:: Data shown

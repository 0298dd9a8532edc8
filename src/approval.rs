//! Yes/no confirmation before the assistant changes anything.
//!
//! Every EXECUTE and EDIT-FILE directive passes through an [`ApprovalOracle`]
//! before it has any effect. The console implementation asks on the terminal;
//! tests inject a scripted oracle.

use anyhow::Result;
use std::fmt;
use std::io::{self, BufRead, Write};
use std::path::Path;
use tracing::{info, warn};

/// A side effect waiting for confirmation.
#[derive(Debug, Clone, Copy)]
pub enum ApprovalRequest<'a> {
    Execute { command: &'a str },
    OverwriteFile { path: &'a Path },
}

impl fmt::Display for ApprovalRequest<'_> {
    fn fmt(&self, f: &mut fmt::Formatter<'_>) -> fmt::Result {
        match self {
            ApprovalRequest::Execute { command } => {
                write!(f, "OK if I execute this command? yes/no: {}", command)
            }
            ApprovalRequest::OverwriteFile { path } => {
                write!(f, "OK if I overwrite this file? yes/no: {}", path.display())
            }
        }
    }
}

/// Decides whether a gated action may proceed.
pub trait ApprovalOracle: Send {
    fn approve(&mut self, request: &ApprovalRequest<'_>) -> bool;
}

/// Asks the user on stdin/stdout.
///
/// `yes`/`y` approves, `no`/`n` declines, anything else asks again. End of
/// input declines.
///
/// # Example
///
/// ```no_run
/// use crust::approval::{ApprovalRequest, ConsoleApproval};
///
/// let approved = ConsoleApproval.ask_with_io(
///     &ApprovalRequest::Execute { command: "rm -rf build" },
///     &mut std::io::stdin().lock(),
///     &mut std::io::stdout(),
/// )?;
/// # Ok::<(), anyhow::Error>(())
/// ```
#[derive(Debug, Default, Clone, Copy)]
pub struct ConsoleApproval;

impl ConsoleApproval {
    /// Prompts using custom I/O streams.
    ///
    /// # Errors
    ///
    /// Returns an error if reading or writing fails.
    pub fn ask_with_io<R: BufRead, W: Write>(
        &self,
        request: &ApprovalRequest<'_>,
        input: &mut R,
        output: &mut W,
    ) -> Result<bool> {
        loop {
            write!(output, "{} ", request)?;
            output.flush()?;

            let mut line = String::new();
            if input.read_line(&mut line)? == 0 {
                writeln!(output)?;
                info!("No answer for {:?}, declining", request);
                return Ok(false);
            }

            match line.trim().to_lowercase().as_str() {
                "yes" | "y" => {
                    info!("User approved {:?}", request);
                    return Ok(true);
                }
                "no" | "n" => {
                    info!("User declined {:?}", request);
                    return Ok(false);
                }
                _ => {
                    writeln!(output, "Please answer yes or no.")?;
                }
            }
        }
    }
}

impl ApprovalOracle for ConsoleApproval {
    fn approve(&mut self, request: &ApprovalRequest<'_>) -> bool {
        let stdin = io::stdin();
        let mut input = stdin.lock();
        let mut output = io::stdout();
        match self.ask_with_io(request, &mut input, &mut output) {
            Ok(approved) => approved,
            Err(e) => {
                warn!("Approval prompt failed, declining: {}", e);
                false
            }
        }
    }
}
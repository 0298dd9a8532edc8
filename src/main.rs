use clap::{Arg, Command};
use crust::approval::ConsoleApproval;
use crust::assistant::Assistant;
use crust::aur::PackageAuditor;
use crust::chat_client;
use crust::completion::{CompletionEngine, ShellHelper};
use crust::config::Config;
use crust::executor::{Executor, SystemProcessRunner};
use crust::history::HistoryStore;
use crust::http_client::{HttpClient, ReqwestHttpClient};
use crust::session::{KnownCommands, Session};
use crust::shell::{RustylineReader, Services, Shell};
use std::io;
use std::sync::Arc;
use tokio::signal::unix::{signal, SignalKind};
use tracing::info;
use tracing_subscriber::EnvFilter;

#[tokio::main(flavor = "current_thread")]
async fn main() -> anyhow::Result<()> {
    let filter = EnvFilter::try_from_env("CRUST_LOG").unwrap_or_else(|_| EnvFilter::new("error"));
    tracing_subscriber::fmt()
        .with_env_filter(filter)
        .with_writer(io::stderr)
        .init();

    let matches = Command::new("crust")
        .about("Interactive shell with an integrated assistant")
        .long_about("crust runs each line with the interpreter it looks written for, and answers .question lines with an assistant that can run commands and edit files after you approve")
        .version(env!("CARGO_PKG_VERSION"))
        .arg(Arg::new("set-api-key")
            .long("set-api-key")
            .help("Set the Cohere API key")
            .value_name("API_KEY")
            .num_args(1))
        .arg(Arg::new("config")
            .long("config")
            .help("Show configuration information")
            .action(clap::ArgAction::SetTrue))
        .subcommand(Command::new("capk")
            .about("Check an AUR package's PKGBUILD for malicious content")
            .arg(Arg::new("package")
                .help("AUR package name")
                .required(true)))
        .get_matches();

    if let Some(api_key) = matches.get_one::<String>("set-api-key") {
        let mut config = Config::load()?;
        config.set_api_key(api_key.clone())?;
        println!("API key saved successfully");
        return Ok(());
    }

    if matches.get_flag("config") {
        Config::show_config_info()?;
        return Ok(());
    }

    let config = Config::load()?;
    let http: Arc<dyn HttpClient> = Arc::new(ReqwestHttpClient::new());
    let client = chat_client::from_config(&config, http.clone());
    let auditor = PackageAuditor::new(http, client.clone());

    if let Some(capk) = matches.subcommand_matches("capk") {
        let package = capk
            .get_one::<String>("package")
            .map(String::as_str)
            .unwrap_or_default();
        info!("Checking AUR package {}", package);
        let verdict = auditor.audit(package, &mut io::stdout()).await?;
        println!("{}", verdict);
        return Ok(());
    }

    // Own SIGINT for the whole session: Ctrl-C must never kill the shell.
    let _sigint = signal(SignalKind::interrupt())?;

    let history_path = Config::history_path()?;
    let mut history = HistoryStore::new(config.history_size);
    history.load(&history_path);
    info!("Restored {} history entries", history.len());

    let known_commands = Arc::new(KnownCommands::load(config.aliases.keys()));
    let cwd = std::env::current_dir()?;
    info!("Starting in {}", cwd.display());

    let engine = CompletionEngine::new(known_commands.clone(), dirs::home_dir(), cwd.clone());
    let mut reader = RustylineReader::new(ShellHelper::new(engine), &history, config.history_size)?;

    let executor = Executor::new(Arc::new(SystemProcessRunner));
    let services = Services {
        executor: executor.clone(),
        assistant: Assistant::new(
            client,
            Box::new(ConsoleApproval),
            executor,
            config.continue_after_read,
        ),
        auditor,
    };

    let session = Session::new(cwd, history, known_commands);
    let mut shell = Shell::new(session, config, services, io::stdout()).with_history_path(history_path);
    shell.run(&mut reader).await
}
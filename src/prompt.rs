//! The prompt string: `[repo branch] venv ~/path ＋ `.

use crate::executor::Executor;
use colored::Colorize;
use std::path::Path;
use tracing::debug;

/// Repository name and branch of the git work tree containing `cwd`.
pub fn git_info(executor: &Executor, cwd: &Path) -> Option<(String, String)> {
    let toplevel = executor
        .capture("git", &["rev-parse", "--show-toplevel"], cwd)
        .map_err(|e| debug!("Not in a git work tree: {}", e))
        .ok()?;
    let repo = Path::new(toplevel.trim())
        .file_name()?
        .to_string_lossy()
        .into_owned();
    let branch = executor
        .capture("git", &["rev-parse", "--abbrev-ref", "HEAD"], cwd)
        .map(|b| b.trim().to_string())
        .unwrap_or_else(|_| "?".to_string());
    Some((repo, branch))
}

/// `cwd` with the home directory shown as `~`.
pub fn display_path(cwd: &Path, home: Option<&Path>) -> String {
    if let Some(home) = home {
        if let Ok(rest) = cwd.strip_prefix(home) {
            return if rest.as_os_str().is_empty() {
                "~".to_string()
            } else {
                format!("~/{}", rest.display())
            };
        }
    }
    cwd.display().to_string()
}

/// Name of the virtualenv at `virtual_env`; a system `/usr` prefix has none.
pub fn venv_name(virtual_env: Option<&str>) -> Option<String> {
    let path = virtual_env?.trim_end_matches('/');
    let name = Path::new(path).file_name()?.to_str()?;
    (name != "usr").then(|| name.to_string())
}

/// Builds the prompt; `virtual_env` is the value of `VIRTUAL_ENV`, if set.
pub fn render(executor: &Executor, cwd: &Path, home: Option<&Path>, virtual_env: Option<&str>) -> String {
    let git = match git_info(executor, cwd) {
        Some((repo, branch)) => format!("[{} {}] ", repo.cyan(), branch.bold().green()),
        None => String::new(),
    };
    let venv = match venv_name(virtual_env) {
        Some(name) => format!("{} ", name.magenta()),
        None => String::new(),
    };
    format!(
        "{}{}{}{}",
        git,
        venv,
        display_path(cwd, home).bright_cyan(),
        " ＋ ".bold().magenta()
    )
}

#[cfg(test)]
mod tests {
    use super::*;
    use crate::executor::mock::MockProcessRunner;
    use std::sync::Arc;

    #[test]
    fn test_home_is_abbreviated() {
        let home = Path::new("/home/ada");

        assert_eq!(display_path(Path::new("/home/ada"), Some(home)), "~");
        assert_eq!(display_path(Path::new("/home/ada/src/crust"), Some(home)), "~/src/crust");
        assert_eq!(display_path(Path::new("/home/adam"), Some(home)), "/home/adam");
        assert_eq!(display_path(Path::new("/etc"), None), "/etc");
    }

    #[test]
    fn test_git_info_from_rev_parse() {
        // The mock answers every git call the same way.
        let runner = MockProcessRunner::new().with_success("git", "/home/ada/src/crust\n");
        let executor = Executor::new(Arc::new(runner));

        let (repo, branch) = git_info(&executor, Path::new("/home/ada/src/crust")).unwrap();

        assert_eq!(repo, "crust");
        assert_eq!(branch, "/home/ada/src/crust");
    }

    #[test]
    fn test_outside_repository_has_no_git_segment() {
        let runner = MockProcessRunner::new().with_failure("git", 128, "not a git repository");
        let executor = Executor::new(Arc::new(runner));

        assert!(git_info(&executor, Path::new("/tmp")).is_none());
        let prompt = render(&executor, Path::new("/tmp"), None, None);
        assert!(prompt.contains("/tmp"));
        assert!(!prompt.starts_with('['));
    }

    #[test]
    fn test_venv_name_is_the_last_path_component() {
        assert_eq!(venv_name(Some("/home/ada/.venvs/ml")).as_deref(), Some("ml"));
        assert_eq!(venv_name(Some("/home/ada/proj/.venv/")).as_deref(), Some(".venv"));
        assert_eq!(venv_name(Some("/usr")), None);
        assert_eq!(venv_name(Some("")), None);
        assert_eq!(venv_name(None), None);
    }

    #[test]
    fn test_venv_segment_comes_before_the_path() {
        colored::control::set_override(false);
        let runner = MockProcessRunner::new().with_failure("git", 128, "not a git repository");
        let executor = Executor::new(Arc::new(runner));

        let prompt = render(&executor, Path::new("/tmp"), None, Some("/home/ada/.venvs/ml"));

        assert_eq!(prompt, "ml /tmp ＋ ");
    }
}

::::

Task description → Using the records above, restate word for word the lines from the one with "let mut reader" through the one with "let git = match", both included.

Problem solution →
    let mut reader = RustylineReader::new(ShellHelper::new(engine), &history, config.history_size)?;

    let executor = Executor::new(Arc::new(SystemProcessRunner));
    let services = Services {
        executor: executor.clone(),
        assistant: Assistant::new(
            client,
            Box::new(ConsoleApproval),
            executor,
            config.continue_after_read,
        ),
        auditor,
    };

    let session = Session::new(cwd, history, known_commands);
    let mut shell = Shell::new(session, config, services, io::stdout()).with_history_path(history_path);
    shell.run(&mut reader).await
}
filename src/prompt.rs
//! The prompt string: `[repo branch] venv ~/path ＋ `.

use crate::executor::Executor;
use colored::Colorize;
use std::path::Path;
use tracing::debug;

/// Repository name and branch of the git work tree containing `cwd`.
pub fn git_info(executor: &Executor, cwd: &Path) -> Option<(String, String)> {
    let toplevel = executor
        .capture("git", &["rev-parse", "--show-toplevel"], cwd)
        .map_err(|e| debug!("Not in a git work tree: {}", e))
        .ok()?;
    let repo = Path::new(toplevel.trim())
        .file_name()?
        .to_string_lossy()
        .into_owned();
    let branch = executor
        .capture("git", &["rev-parse", "--abbrev-ref", "HEAD"], cwd)
        .map(|b| b.trim().to_string())
        .unwrap_or_else(|_| "?".to_string());
    Some((repo, branch))
}

/// `cwd` with the home directory shown as `~`.
pub fn display_path(cwd: &Path, home: Option<&Path>) -> String {
    if let Some(home) = home {
        if let Ok(rest) = cwd.strip_prefix(home) {
            return if rest.as_os_str().is_empty() {
                "~".to_string()
            } else {
                format!("~/{}", rest.display())
            };
        }
    }
    cwd.display().to_string()
}

/// Name of the virtualenv at `virtual_env`; a system `/usr` prefix has none.
pub fn venv_name(virtual_env: Option<&str>) -> Option<String> {
    let path = virtual_env?.trim_end_matches('/');
    let name = Path::new(path).file_name()?.to_str()?;
    (name != "usr").then(|| name.to_string())
}

/// Builds the prompt; `virtual_env` is the value of `VIRTUAL_ENV`, if set.
pub fn render(executor: &Executor, cwd: &Path, home: Option<&Path>, virtual_env: Option<&str>) -> String {
    let git = match git_info(executor, cwd) {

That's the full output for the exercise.